■ Work task ■
Wherever the word "startup" turns up in a line of the entries, copy that line.

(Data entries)
━━━

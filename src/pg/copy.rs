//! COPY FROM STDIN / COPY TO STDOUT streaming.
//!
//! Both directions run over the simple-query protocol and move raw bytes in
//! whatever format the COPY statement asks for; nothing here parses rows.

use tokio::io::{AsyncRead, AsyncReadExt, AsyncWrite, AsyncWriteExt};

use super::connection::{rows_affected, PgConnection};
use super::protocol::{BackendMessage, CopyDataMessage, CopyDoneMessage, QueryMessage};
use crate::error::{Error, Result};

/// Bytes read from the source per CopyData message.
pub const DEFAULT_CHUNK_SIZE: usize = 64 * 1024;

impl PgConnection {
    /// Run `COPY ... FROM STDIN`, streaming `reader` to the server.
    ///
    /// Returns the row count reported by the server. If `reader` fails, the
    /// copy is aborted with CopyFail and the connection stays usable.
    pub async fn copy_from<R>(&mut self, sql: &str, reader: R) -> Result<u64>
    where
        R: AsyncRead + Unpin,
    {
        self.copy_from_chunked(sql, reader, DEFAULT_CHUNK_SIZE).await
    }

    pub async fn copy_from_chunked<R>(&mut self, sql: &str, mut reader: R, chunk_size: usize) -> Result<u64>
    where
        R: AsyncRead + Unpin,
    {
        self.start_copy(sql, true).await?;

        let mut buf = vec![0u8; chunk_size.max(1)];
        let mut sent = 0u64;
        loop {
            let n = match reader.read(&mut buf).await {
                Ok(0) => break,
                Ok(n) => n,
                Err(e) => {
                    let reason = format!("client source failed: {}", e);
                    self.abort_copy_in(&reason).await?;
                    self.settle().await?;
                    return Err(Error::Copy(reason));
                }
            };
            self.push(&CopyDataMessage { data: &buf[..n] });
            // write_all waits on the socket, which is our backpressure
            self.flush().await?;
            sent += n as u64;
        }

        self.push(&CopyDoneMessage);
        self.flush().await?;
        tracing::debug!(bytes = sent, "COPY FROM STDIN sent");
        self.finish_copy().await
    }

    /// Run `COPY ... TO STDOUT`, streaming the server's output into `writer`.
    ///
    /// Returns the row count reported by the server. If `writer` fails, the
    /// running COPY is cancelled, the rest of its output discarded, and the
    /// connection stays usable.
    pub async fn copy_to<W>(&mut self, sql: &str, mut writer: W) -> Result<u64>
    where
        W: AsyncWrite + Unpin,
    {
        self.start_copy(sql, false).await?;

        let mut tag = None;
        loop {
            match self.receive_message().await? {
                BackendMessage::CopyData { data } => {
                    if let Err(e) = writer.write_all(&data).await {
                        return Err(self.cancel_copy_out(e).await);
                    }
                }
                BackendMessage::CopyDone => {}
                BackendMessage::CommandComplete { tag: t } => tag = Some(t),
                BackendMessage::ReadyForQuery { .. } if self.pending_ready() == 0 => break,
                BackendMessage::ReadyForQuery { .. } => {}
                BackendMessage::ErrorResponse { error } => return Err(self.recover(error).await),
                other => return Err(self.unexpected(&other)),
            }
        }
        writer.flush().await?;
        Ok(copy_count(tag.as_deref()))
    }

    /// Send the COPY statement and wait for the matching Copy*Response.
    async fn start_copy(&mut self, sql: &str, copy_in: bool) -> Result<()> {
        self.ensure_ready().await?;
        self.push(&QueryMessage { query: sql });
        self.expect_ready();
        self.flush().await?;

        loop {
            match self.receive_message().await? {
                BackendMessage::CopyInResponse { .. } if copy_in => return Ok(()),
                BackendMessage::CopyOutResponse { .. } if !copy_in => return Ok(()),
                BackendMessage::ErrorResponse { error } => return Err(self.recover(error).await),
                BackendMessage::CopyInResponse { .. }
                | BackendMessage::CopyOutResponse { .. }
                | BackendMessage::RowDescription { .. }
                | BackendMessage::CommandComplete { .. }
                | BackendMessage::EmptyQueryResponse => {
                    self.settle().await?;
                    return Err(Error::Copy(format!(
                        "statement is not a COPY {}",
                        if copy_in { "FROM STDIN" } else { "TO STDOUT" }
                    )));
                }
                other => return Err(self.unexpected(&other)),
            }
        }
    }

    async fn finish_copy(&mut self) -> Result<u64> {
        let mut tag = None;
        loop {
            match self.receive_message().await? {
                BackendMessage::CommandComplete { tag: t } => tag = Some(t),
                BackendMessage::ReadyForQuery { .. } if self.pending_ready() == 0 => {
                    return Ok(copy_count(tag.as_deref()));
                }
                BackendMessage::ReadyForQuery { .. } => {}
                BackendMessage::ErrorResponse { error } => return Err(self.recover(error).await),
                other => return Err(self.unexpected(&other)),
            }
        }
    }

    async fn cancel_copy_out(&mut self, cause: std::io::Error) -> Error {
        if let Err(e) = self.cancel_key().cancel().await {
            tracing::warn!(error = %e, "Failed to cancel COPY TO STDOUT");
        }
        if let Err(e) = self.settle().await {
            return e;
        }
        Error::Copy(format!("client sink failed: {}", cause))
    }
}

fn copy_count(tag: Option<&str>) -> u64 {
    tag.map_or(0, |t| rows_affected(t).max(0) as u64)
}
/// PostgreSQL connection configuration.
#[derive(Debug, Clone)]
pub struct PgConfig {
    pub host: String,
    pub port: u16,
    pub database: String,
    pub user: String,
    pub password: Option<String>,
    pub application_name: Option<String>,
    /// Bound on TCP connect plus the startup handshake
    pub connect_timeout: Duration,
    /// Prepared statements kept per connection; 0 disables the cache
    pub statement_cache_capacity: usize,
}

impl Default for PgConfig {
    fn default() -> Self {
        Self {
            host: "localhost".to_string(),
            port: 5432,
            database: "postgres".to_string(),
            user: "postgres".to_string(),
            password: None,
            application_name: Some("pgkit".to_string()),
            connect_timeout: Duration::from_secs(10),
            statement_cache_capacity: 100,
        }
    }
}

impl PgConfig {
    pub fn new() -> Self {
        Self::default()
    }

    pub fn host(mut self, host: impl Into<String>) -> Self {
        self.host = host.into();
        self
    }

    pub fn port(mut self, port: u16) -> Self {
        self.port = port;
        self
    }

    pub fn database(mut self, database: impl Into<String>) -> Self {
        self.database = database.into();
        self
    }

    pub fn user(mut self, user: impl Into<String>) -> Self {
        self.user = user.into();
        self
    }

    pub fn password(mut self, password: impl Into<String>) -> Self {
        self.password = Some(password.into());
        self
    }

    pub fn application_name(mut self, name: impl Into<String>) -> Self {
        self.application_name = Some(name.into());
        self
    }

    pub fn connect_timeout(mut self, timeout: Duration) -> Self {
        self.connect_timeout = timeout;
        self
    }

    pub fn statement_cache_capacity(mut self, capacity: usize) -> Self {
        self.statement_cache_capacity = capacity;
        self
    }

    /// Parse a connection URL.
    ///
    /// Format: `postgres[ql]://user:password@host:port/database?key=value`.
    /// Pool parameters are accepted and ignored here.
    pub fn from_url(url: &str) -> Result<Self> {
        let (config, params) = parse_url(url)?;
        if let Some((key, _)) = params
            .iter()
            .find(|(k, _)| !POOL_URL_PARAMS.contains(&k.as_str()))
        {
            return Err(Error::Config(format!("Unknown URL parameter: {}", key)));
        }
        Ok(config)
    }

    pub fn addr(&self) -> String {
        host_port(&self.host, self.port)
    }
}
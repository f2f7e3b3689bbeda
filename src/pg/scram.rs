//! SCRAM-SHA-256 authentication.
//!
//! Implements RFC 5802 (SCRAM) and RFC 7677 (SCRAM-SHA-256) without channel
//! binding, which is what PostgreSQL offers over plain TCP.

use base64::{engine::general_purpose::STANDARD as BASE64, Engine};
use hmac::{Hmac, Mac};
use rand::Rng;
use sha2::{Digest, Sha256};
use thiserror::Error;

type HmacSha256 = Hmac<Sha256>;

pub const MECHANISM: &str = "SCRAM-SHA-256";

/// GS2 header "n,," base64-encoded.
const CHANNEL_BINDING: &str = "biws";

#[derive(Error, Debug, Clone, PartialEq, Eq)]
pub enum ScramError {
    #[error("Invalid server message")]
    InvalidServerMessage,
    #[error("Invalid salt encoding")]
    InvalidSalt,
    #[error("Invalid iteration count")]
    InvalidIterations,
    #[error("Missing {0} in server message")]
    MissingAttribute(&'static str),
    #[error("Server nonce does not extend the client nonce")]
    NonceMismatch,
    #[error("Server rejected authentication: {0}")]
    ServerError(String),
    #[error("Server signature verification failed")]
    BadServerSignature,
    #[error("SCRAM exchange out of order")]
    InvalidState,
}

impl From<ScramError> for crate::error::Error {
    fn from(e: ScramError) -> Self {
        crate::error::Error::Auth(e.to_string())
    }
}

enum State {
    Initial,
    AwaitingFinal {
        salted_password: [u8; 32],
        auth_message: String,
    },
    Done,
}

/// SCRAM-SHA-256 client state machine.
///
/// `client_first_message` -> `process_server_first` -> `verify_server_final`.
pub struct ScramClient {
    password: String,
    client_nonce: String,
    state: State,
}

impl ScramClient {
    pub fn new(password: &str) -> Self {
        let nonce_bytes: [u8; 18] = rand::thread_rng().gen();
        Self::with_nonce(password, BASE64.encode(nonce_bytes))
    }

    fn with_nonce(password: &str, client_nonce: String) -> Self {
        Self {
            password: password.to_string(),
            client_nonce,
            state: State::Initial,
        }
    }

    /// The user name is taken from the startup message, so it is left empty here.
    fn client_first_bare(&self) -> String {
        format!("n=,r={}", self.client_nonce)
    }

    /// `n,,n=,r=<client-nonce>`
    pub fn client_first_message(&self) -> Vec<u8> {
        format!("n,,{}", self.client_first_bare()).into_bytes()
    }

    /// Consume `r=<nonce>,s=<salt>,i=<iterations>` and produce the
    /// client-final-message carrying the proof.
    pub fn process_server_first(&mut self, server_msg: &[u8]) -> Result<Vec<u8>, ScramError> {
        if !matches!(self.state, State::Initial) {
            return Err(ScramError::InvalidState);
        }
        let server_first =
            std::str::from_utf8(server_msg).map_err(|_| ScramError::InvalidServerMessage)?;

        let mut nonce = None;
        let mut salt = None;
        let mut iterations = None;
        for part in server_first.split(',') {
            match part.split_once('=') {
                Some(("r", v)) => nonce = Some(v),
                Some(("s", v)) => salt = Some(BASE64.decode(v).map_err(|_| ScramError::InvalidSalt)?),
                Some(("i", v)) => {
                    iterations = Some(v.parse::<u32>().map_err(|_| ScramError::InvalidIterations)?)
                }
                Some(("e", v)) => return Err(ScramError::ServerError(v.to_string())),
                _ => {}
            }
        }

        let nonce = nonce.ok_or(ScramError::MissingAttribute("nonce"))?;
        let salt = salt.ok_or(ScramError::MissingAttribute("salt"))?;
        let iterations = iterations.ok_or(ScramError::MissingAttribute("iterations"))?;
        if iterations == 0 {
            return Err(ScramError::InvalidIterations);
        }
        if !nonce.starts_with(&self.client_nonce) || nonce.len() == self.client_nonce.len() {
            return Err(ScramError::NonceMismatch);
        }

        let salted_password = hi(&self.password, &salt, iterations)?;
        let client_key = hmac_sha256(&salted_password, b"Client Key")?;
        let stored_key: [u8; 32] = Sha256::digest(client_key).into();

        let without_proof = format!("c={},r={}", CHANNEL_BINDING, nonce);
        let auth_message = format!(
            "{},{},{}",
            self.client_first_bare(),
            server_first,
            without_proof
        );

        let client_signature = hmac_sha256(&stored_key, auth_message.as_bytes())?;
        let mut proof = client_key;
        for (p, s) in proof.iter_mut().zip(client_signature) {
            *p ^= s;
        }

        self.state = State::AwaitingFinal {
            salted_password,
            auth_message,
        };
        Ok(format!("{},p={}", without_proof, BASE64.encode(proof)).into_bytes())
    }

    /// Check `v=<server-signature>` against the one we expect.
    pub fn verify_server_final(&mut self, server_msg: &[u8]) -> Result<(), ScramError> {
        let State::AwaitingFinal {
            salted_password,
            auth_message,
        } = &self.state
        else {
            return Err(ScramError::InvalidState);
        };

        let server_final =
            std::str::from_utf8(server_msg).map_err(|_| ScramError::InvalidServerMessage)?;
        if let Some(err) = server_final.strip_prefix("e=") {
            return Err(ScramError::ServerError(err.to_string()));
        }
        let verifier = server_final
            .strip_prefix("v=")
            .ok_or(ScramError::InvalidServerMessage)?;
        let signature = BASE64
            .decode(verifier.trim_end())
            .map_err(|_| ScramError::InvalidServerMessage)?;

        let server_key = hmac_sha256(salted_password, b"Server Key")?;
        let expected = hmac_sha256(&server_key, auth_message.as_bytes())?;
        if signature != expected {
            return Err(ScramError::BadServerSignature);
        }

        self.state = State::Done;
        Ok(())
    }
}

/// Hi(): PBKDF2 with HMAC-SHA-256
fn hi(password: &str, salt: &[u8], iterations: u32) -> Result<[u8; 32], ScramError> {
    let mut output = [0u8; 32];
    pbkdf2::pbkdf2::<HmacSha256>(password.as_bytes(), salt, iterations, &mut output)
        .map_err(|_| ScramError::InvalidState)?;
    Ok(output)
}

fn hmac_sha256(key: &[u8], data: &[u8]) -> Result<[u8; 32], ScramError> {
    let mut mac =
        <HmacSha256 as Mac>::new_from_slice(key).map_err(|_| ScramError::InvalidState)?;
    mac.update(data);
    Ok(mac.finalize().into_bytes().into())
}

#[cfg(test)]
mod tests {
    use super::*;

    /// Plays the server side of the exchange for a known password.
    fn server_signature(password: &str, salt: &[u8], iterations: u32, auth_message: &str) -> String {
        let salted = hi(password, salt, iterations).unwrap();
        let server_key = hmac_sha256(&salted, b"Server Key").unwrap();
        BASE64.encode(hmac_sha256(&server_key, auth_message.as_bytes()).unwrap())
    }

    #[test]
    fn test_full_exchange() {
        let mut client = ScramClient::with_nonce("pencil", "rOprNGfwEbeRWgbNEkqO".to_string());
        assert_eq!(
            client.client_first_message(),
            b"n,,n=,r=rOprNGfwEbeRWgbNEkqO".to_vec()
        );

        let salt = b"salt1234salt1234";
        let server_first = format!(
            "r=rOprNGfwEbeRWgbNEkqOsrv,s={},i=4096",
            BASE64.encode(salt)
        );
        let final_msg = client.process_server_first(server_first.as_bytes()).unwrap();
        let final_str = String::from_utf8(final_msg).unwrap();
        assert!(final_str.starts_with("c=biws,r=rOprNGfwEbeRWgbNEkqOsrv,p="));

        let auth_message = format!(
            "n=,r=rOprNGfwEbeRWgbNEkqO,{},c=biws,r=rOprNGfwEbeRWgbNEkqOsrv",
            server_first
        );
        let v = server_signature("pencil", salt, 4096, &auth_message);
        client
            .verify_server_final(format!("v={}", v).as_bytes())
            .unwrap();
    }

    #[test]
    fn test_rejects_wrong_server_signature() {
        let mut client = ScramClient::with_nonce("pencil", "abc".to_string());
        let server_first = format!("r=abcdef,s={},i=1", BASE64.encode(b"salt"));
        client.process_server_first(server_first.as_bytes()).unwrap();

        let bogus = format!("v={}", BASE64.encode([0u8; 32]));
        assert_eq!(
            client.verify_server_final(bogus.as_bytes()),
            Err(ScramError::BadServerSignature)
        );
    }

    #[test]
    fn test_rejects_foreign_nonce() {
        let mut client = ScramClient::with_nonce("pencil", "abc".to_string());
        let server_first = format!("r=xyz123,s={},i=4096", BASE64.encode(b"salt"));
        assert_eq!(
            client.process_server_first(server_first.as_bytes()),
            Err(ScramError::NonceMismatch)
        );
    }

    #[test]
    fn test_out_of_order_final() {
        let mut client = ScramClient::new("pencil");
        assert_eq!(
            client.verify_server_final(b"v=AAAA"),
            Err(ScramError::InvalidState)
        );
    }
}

━━━

■ Response ■
    /// Bound on TCP connect plus the startup handshake
    /// The user name is taken from the startup message, so it is left empty here.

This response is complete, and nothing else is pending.